This blog is about process. In art and maybe thought. The quasi-dictionary definitions are to describe the 'feeling' part of the process because there is always an emotional/passionate component beyond the tools and materials. What is it that got this particular piece off the ground? What was the personal involvement? In reading bios/artist's statements, I sort of get lost in the language, so I decided to make this one served by the K.I.S.S. 'one word' principle for each piece.

As for biography, I have had a great life, great friends and teachers, great parents, great husband, great kids and grandkids. Seattle born and permanently attached to living in California. Great high school art program that directed my path. I do lots of stuff. I love it. It's a journey.


Favorite quotes, both from Emil Zola:


"An artist is nothing without the gift, and the gift is nothing without the work."

and

"If you ask me what I can be in this world, I, an artist, will answer you. I am here to live out loud."

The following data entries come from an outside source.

//! Local embedding generation using all-MiniLM-L6-v2 via candle.
//!
//! Produces 384-dimensional normalized embeddings. The model is loaded from a
//! local directory when one is given and complete, otherwise from the
//! Hugging Face Hub (downloads on first use).

use crate::error::{DocsiftError, Result};
use crate::similarity::Embedder;
use candle_core::{Device, Tensor};
use candle_nn::VarBuilder;
use candle_transformers::models::bert::{BertModel, Config, HiddenAct, DTYPE};
use hf_hub::{api::sync::Api, Repo, RepoType};
use std::path::{Path, PathBuf};
use tokenizers::{PaddingParams, PaddingStrategy, Tokenizer, TruncationParams};

pub const MODEL_ID: &str = "sentence-transformers/all-MiniLM-L6-v2";
const REVISION: &str = "main";
const EMBEDDING_DIM: usize = 384;

fn err(context: &str, e: impl std::fmt::Display) -> DocsiftError {
    DocsiftError::Embedding(format!("{}: {}", context, e))
}

/// Local embedding model wrapper
pub struct LocalEmbedder {
    model: BertModel,
    tokenizer: Tokenizer,
    device: Device,
}

struct ModelFiles {
    config: PathBuf,
    tokenizer: PathBuf,
    weights: PathBuf,
}

impl ModelFiles {
    fn in_dir(dir: &Path) -> Option<Self> {
        let files = Self {
            config: dir.join("config.json"),
            tokenizer: dir.join("tokenizer.json"),
            weights: dir.join("model.safetensors"),
        };
        (files.config.is_file() && files.tokenizer.is_file() && files.weights.is_file()).then_some(files)
    }

    fn download() -> Result<Self> {
        let api = Api::new().map_err(|e| err("Failed to create HF API", e))?;
        let repo = api.repo(Repo::with_revision(
            MODEL_ID.to_string(),
            RepoType::Model,
            REVISION.to_string(),
        ));

        Ok(Self {
            config: repo.get("config.json").map_err(|e| err("Failed to download config", e))?,
            tokenizer: repo
                .get("tokenizer.json")
                .map_err(|e| err("Failed to download tokenizer", e))?,
            weights: repo
                .get("model.safetensors")
                .map_err(|e| err("Failed to download weights", e))?,
        })
    }
}

impl LocalEmbedder {
    /// Load the model, preferring `model_dir` when it holds a complete copy
    pub fn new(model_dir: Option<&Path>) -> Result<Self> {
        let device = select_device();

        let files = match model_dir.and_then(ModelFiles::in_dir) {
            Some(files) => {
                tracing::info!("[LocalEmbeddings] Loading model from {}", files.config.display());
                files
            }
            None => {
                tracing::info!("[LocalEmbeddings] Fetching {} from the Hugging Face Hub", MODEL_ID);
                ModelFiles::download()?
            }
        };

        // Load config
        let config_str =
            std::fs::read_to_string(&files.config).map_err(|e| err("Failed to read config", e))?;
        let mut config: Config =
            serde_json::from_str(&config_str).map_err(|e| err("Failed to parse config", e))?;

        // MiniLM uses gelu activation
        config.hidden_act = HiddenAct::Gelu;

        let mut tokenizer =
            Tokenizer::from_file(&files.tokenizer).map_err(|e| err("Failed to load tokenizer", e))?;

        // Configure tokenizer for batch processing
        let padding = PaddingParams {
            strategy: PaddingStrategy::BatchLongest,
            ..Default::default()
        };
        let truncation = TruncationParams {
            max_length: 512,
            ..Default::default()
        };
        tokenizer.with_padding(Some(padding));
        tokenizer
            .with_truncation(Some(truncation))
            .map_err(|e| err("Failed to set truncation", e))?;

        // Load model weights
        let vb = unsafe {
            VarBuilder::from_mmaped_safetensors(&[files.weights], DTYPE, &device)
                .map_err(|e| err("Failed to load weights", e))?
        };

        let model = BertModel::load(vb, &config).map_err(|e| err("Failed to build model", e))?;

        tracing::info!("[LocalEmbeddings] Model loaded: {}", MODEL_ID);

        Ok(Self { model, tokenizer, device })
    }

    fn forward(&self, texts: &[&str]) -> Result<Vec<Vec<f32>>> {
        if texts.is_empty() {
            return Ok(vec![]);
        }

        let encodings = self
            .tokenizer
            .encode_batch(texts.to_vec(), true)
            .map_err(|e| err("Tokenization failed", e))?;

        let batch_size = encodings.len();
        let seq_len = encodings[0].get_ids().len();

        // Build input tensors
        let mut all_ids = Vec::with_capacity(batch_size * seq_len);
        let mut all_mask = Vec::with_capacity(batch_size * seq_len);
        let mut all_type_ids = Vec::with_capacity(batch_size * seq_len);

        for encoding in &encodings {
            all_ids.extend(encoding.get_ids().iter().map(|&x| x as i64));
            all_mask.extend(encoding.get_attention_mask().iter().map(|&x| x as i64));
            all_type_ids.extend(encoding.get_type_ids().iter().map(|&x| x as i64));
        }

        let input_ids = Tensor::from_vec(all_ids, (batch_size, seq_len), &self.device)
            .map_err(|e| err("Failed to create input_ids tensor", e))?;
        let attention_mask = Tensor::from_vec(all_mask, (batch_size, seq_len), &self.device)
            .map_err(|e| err("Failed to create attention_mask tensor", e))?;
        let token_type_ids = Tensor::from_vec(all_type_ids, (batch_size, seq_len), &self.device)
            .map_err(|e| err("Failed to create token_type_ids tensor", e))?;

        let hidden_states = self
            .model
            .forward(&input_ids, &token_type_ids, Some(&attention_mask))
            .map_err(|e| err("Model forward failed", e))?;

        // Mean pooling with attention mask
        let mask_expanded = attention_mask
            .unsqueeze(2)
            .and_then(|m| m.to_dtype(DTYPE))
            .and_then(|m| m.broadcast_as(hidden_states.shape()))
            .map_err(|e| err("Mask expansion failed", e))?;

        let summed = hidden_states
            .mul(&mask_expanded)
            .and_then(|m| m.sum(1))
            .map_err(|e| err("Masked sum failed", e))?;

        let mask_sum = mask_expanded
            .sum(1)
            .and_then(|m| m.clamp(1e-9, f64::MAX))
            .map_err(|e| err("Mask sum failed", e))?;

        let pooled = summed.div(&mask_sum).map_err(|e| err("Division failed", e))?;

        // L2 normalize
        let norm = pooled
            .sqr()
            .and_then(|p| p.sum_keepdim(1))
            .and_then(|p| p.sqrt())
            .and_then(|p| p.clamp(1e-12, f64::MAX))
            .map_err(|e| err("Norm failed", e))?;

        let normalized = pooled
            .broadcast_div(&norm)
            .map_err(|e| err("Normalize failed", e))?;

        let flat: Vec<f32> = normalized
            .to_vec2::<f32>()
            .map_err(|e| err("To vec failed", e))?
            .into_iter()
            .flatten()
            .collect();

        Ok(flat.chunks(EMBEDDING_DIM).map(|chunk| chunk.to_vec()).collect())
    }
}

impl Embedder for LocalEmbedder {
    fn embed(&self, text: &str) -> Result<Vec<f32>> {
        self.forward(&[text])?
            .into_iter()
            .next()
            .ok_or_else(|| DocsiftError::Embedding("model returned no embedding".into()))
    }

    fn embed_batch(&self, texts: &[&str]) -> Result<Vec<Vec<f32>>> {
        self.forward(texts)
    }
}

fn select_device() -> Device {
    // Try CUDA if feature enabled, otherwise CPU only
    #[cfg(feature = "cuda")]
    {
        if candle_core::utils::cuda_is_available() {
            match Device::new_cuda(0) {
                Ok(dev) => {
                    tracing::info!("[LocalEmbeddings] Using CUDA device (GPU)");
                    return dev;
                }
                Err(e) => {
                    tracing::warn!("[LocalEmbeddings] CUDA device creation failed: {}, falling back to CPU", e);
                }
            }
        }
    }

    tracing::debug!("[LocalEmbeddings] Using CPU");
    Device::Cpu
}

I think both of those quotes have to do with being unafraid. "Today is the day to do it." —carole dwinell

Thursday, August 26, 2010

Procedure

procedure  — 
             1  way of proceeding, performing a task
          2  series of actions, conducted in a certain order or manner



Dragonfly Gourd

This is a hardshell gourd with wood burned design, color pencil, copper wire and my 'plique a jour' dragonfly.

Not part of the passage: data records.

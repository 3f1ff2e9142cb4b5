//! Direct PDF layout reading
//!
//! Characters come from pdf-extract's `OutputDev` callbacks and are grouped
//! into lines (shared baseline) and lines into blocks (small vertical gaps).
//! The outline is read from the PDF bookmarks through lopdf.
//! Coordinates are flipped into top-down page space.

use crate::error::{DocsiftError, Result};
use crate::layout::{BBox, HeadingLevel, LayoutSource, OutlineEntry, RawBlock};
use crate::layout_file::file_name;
use lopdf::Document;
use pdf_extract::{output_doc, MediaBox, OutputDev, OutputError, Transform};
use std::path::Path;

/// Lines closer than this many line heights belong to the same block
const BLOCK_GAP_RATIO: f32 = 0.6;

#[derive(Debug, Clone)]
struct Line {
    text: String,
    bbox: BBox,
    /// Baseline in PDF space, used to detect line changes
    baseline: f64,
    last_end: f64,
    size: f64,
}

#[derive(Default)]
struct BlockCollector {
    pages: Vec<Vec<Line>>,
    page_height: f64,
    current: Option<Line>,
}

impl BlockCollector {
    fn finish_line(&mut self) {
        if let Some(line) = self.current.take() {
            if !line.text.trim().is_empty() {
                if let Some(page) = self.pages.last_mut() {
                    page.push(line);
                }
            }
        }
    }
}

impl OutputDev for BlockCollector {
    fn begin_page(
        &mut self,
        _page_num: u32,
        media_box: &MediaBox,
        _art_box: Option<(f64, f64, f64, f64)>,
    ) -> std::result::Result<(), OutputError> {
        self.page_height = media_box.ury - media_box.lly;
        self.pages.push(Vec::new());
        Ok(())
    }

    fn end_page(&mut self) -> std::result::Result<(), OutputError> {
        self.finish_line();
        Ok(())
    }

    fn output_character(
        &mut self,
        trm: &Transform,
        width: f64,
        _spacing: f64,
        font_size: f64,
        char: &str,
    ) -> std::result::Result<(), OutputError> {
        let x = trm.m31;
        let y = trm.m32;
        let scale_x = font_size * (trm.m11 + trm.m21);
        let scale_y = font_size * (trm.m12 + trm.m22);
        let size = (scale_x * scale_y).abs().sqrt().max(1.0);

        let same_line = self
            .current
            .as_ref()
            .is_some_and(|l| (l.baseline - y).abs() < l.size * 0.5);
        if !same_line {
            self.finish_line();
        }

        let top = (self.page_height - y - size * 0.8) as f32;
        let bottom = (self.page_height - y + size * 0.2) as f32;
        let right = (x + width * size) as f32;
        let glyph = BBox::new(x as f32, top, right, bottom);

        match self.current.as_mut() {
            Some(line) => {
                if x > line.last_end + size * 0.1 && !line.text.ends_with(' ') {
                    line.text.push(' ');
                }
                line.text.push_str(char);
                line.bbox = line.bbox.union(&glyph);
                line.last_end = x + width * size;
            }
            None => {
                self.current = Some(Line {
                    text: char.to_string(),
                    bbox: glyph,
                    baseline: y,
                    last_end: x + width * size,
                    size,
                });
            }
        }
        Ok(())
    }

    fn begin_word(&mut self) -> std::result::Result<(), OutputError> {
        Ok(())
    }

    fn end_word(&mut self) -> std::result::Result<(), OutputError> {
        Ok(())
    }

    fn end_line(&mut self) -> std::result::Result<(), OutputError> {
        self.finish_line();
        Ok(())
    }
}

/// Group a page's lines (in reading order) into blocks
fn group_blocks(lines: Vec<Line>) -> Vec<RawBlock> {
    let mut blocks: Vec<RawBlock> = Vec::new();

    for line in lines {
        let text = line.text.trim().to_string();
        let joins_previous = blocks.last().and_then(|b| b.lines.last()).is_some_and(|prev| {
            let gap = line.bbox.top - prev.bottom;
            gap >= -prev.height() && gap <= prev.height() * BLOCK_GAP_RATIO
        });

        match blocks.last_mut() {
            Some(block) if joins_previous => {
                block.text.push(' ');
                block.text.push_str(&text);
                block.bbox = block.bbox.union(&line.bbox);
                block.lines.push(line.bbox);
            }
            _ => blocks.push(RawBlock { text, bbox: line.bbox, lines: vec![line.bbox] }),
        }
    }

    blocks
}

/// Layout read straight from a PDF file
pub struct PdfLayout {
    name: String,
    pages: Vec<Vec<RawBlock>>,
    outline: Vec<OutlineEntry>,
}

impl PdfLayout {
    pub fn open(path: &Path) -> Result<Self> {
        let name = file_name(path);
        let layout_err = |message: String| DocsiftError::Layout { document: name.clone(), message };

        let doc = Document::load(path).map_err(|e| layout_err(format!("cannot open PDF: {}", e)))?;

        let mut collector = BlockCollector::default();
        output_doc(&doc, &mut collector)
            .map_err(|e| layout_err(format!("text extraction failed: {:?}", e)))?;
        collector.finish_line();

        let pages: Vec<Vec<RawBlock>> = collector.pages.into_iter().map(group_blocks).collect();

        // A PDF without bookmarks simply has no outline
        let outline = match doc.get_toc() {
            Ok(toc) => toc
                .toc
                .into_iter()
                .map(|entry| OutlineEntry {
                    text: entry.title.trim().to_string(),
                    level: HeadingLevel(entry.level.min(u8::MAX as usize) as u8),
                    page: entry.page as u32,
                })
                .filter(|entry| !entry.text.is_empty())
                .collect(),
            Err(e) => {
                tracing::debug!("[PdfLayout] {}: no outline ({:?})", name, e);
                Vec::new()
            }
        };

        tracing::debug!(
            "[PdfLayout] {}: {} pages, {} outline entries",
            name,
            pages.len(),
            outline.len()
        );

        Ok(Self { name, pages, outline })
    }
}

impl LayoutSource for PdfLayout {
    fn document_name(&self) -> &str {
        &self.name
    }

    fn page_count(&self) -> u32 {
        self.pages.len() as u32
    }

    fn outline(&self) -> Result<Vec<OutlineEntry>> {
        Ok(self.outline.clone())
    }

    fn page_blocks(&self, page: u32) -> Result<Vec<RawBlock>> {
        Ok(page
            .checked_sub(1)
            .and_then(|i| self.pages.get(i as usize))
            .cloned()
            .unwrap_or_default())
    }
}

The gourd was first subjected to my wood burning some accents into its already beautifully mottled surface. After that, using just three Derwent color pencils, the primaries of red, blue and yellow, I layered all of the color onto the gourd, then applied a UV protective coating. Paying attention to the resident natural mottling, I twisted and turned, hammered and spiraled the copper wire onto the stem, forming it to match the recently applied embellishments. The last addition was the plique a jour dragonfly. 

Plique a jour is made by hand sawing a design, in this case the dragonfly, from a 18 or 20 gauge commercially available copper sheet with a jeweler's type coping saw. For the enclosed cell, you have to drill a hole first, then unlock the blade of the saw and thread it through the hole, cut the shape, unlock the blade again to get it out. There are about 42 different little cells in this little dragon. Did this while the dragonfly was still 'in' the copper sheet. The hardest part was sawing the whole dragonfly free of that sheet, especially his little feelers!

The edges are then filed smooth, sanded and cleaned really really clean. The piece is placed on a sheet of mica and open cells are filled with different colors of ground glass. Same as the material used for enameling. The little copper piece is then fired which melts the glass ... resulting in a tiny, tiny stained glass window. 

The dragonfly on this gourd is less than 1-1/2" across!